BEGIN Entries provided
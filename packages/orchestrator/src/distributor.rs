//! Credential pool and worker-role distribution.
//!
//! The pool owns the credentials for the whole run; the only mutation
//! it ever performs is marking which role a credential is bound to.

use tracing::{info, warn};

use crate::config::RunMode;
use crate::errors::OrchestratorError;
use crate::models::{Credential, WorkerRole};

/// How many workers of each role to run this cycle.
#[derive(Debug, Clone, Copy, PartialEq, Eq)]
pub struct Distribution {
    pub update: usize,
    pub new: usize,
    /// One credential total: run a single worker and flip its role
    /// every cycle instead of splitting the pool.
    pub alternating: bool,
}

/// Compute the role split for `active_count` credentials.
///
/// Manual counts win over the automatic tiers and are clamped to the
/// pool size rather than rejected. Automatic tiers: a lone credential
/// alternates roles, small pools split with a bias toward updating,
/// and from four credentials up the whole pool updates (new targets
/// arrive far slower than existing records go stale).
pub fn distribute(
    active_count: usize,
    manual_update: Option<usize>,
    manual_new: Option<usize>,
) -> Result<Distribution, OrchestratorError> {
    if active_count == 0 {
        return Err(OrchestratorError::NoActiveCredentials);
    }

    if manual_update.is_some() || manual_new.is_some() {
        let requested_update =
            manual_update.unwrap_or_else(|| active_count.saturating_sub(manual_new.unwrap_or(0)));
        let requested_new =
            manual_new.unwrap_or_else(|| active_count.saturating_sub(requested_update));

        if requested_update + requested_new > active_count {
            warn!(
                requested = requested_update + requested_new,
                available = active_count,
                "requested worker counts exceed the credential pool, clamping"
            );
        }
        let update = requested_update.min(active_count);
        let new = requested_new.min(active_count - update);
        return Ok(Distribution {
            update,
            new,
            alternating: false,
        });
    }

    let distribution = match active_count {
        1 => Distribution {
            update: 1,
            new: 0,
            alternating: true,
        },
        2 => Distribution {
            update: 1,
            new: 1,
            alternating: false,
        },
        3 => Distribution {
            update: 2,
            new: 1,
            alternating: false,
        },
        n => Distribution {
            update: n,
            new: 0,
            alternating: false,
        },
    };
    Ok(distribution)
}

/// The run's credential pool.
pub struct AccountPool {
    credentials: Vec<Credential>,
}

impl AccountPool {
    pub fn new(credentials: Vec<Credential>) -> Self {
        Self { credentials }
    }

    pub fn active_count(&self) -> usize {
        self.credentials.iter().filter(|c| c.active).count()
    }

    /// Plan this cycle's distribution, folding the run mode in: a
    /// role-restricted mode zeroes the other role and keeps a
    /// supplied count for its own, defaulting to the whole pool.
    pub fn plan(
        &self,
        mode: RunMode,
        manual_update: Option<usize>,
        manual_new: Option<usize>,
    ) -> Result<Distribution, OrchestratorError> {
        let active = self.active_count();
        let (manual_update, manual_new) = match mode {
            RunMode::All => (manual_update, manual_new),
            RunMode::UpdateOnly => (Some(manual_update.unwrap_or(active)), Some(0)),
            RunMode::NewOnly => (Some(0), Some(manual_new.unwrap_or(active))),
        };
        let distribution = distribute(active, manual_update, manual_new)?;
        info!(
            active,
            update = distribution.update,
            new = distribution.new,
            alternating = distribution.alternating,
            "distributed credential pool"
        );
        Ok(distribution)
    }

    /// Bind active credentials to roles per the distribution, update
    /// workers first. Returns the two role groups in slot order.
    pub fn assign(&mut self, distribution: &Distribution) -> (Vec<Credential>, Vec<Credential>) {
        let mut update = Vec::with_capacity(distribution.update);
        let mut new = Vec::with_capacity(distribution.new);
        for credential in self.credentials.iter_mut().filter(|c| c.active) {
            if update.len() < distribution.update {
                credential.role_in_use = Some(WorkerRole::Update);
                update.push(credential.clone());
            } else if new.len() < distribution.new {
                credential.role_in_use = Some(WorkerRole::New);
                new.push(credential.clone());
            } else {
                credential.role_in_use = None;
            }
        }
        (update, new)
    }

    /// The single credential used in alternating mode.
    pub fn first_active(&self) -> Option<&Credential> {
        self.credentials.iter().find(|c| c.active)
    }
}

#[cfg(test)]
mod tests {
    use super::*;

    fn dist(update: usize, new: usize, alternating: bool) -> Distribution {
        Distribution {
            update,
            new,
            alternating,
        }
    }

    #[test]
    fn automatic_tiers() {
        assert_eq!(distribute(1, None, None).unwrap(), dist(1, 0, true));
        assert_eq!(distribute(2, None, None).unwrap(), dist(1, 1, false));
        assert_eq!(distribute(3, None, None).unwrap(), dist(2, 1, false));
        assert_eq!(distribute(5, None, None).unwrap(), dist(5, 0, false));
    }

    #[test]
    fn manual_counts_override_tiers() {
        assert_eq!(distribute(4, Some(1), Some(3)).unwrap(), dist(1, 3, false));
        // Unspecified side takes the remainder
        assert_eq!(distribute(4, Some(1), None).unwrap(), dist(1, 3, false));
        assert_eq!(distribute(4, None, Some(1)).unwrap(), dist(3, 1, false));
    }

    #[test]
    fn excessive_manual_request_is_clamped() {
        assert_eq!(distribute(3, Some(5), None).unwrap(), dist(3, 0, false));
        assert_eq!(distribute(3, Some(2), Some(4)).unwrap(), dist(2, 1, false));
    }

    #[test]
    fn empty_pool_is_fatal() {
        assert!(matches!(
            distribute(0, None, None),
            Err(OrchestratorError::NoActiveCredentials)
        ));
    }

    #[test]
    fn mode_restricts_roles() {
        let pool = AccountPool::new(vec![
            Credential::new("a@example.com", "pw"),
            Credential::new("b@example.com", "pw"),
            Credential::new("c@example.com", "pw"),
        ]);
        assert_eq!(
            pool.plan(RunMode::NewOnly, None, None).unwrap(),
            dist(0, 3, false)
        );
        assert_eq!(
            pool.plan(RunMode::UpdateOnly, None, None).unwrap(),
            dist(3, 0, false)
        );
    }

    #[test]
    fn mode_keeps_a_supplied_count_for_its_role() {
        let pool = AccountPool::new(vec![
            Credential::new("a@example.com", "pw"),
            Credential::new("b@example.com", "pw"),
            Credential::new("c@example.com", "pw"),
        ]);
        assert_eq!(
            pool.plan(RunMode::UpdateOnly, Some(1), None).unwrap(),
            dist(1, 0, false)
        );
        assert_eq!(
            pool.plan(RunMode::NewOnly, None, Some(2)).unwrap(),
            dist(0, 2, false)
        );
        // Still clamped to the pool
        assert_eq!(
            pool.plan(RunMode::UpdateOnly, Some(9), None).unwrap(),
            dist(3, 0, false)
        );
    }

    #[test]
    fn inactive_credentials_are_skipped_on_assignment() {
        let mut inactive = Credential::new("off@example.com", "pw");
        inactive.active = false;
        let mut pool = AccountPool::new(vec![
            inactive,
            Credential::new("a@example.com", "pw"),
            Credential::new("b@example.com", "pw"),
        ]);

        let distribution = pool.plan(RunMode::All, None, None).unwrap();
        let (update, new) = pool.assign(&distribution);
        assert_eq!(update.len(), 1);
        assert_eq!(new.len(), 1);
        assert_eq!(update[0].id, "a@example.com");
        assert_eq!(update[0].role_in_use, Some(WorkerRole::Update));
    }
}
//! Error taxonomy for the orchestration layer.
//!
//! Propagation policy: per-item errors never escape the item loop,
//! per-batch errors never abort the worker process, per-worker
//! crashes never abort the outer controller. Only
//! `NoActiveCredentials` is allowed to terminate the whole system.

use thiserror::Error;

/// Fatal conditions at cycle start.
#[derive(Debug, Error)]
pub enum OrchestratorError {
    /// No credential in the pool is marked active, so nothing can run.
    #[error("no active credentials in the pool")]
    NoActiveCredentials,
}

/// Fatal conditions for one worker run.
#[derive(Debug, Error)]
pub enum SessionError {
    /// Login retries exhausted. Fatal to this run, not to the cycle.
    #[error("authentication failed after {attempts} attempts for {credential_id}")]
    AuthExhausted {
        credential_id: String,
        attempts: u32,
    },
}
END Entries provided
Search the data above for the word "single" and say how many lines contain it, giving only that number.

Response | 2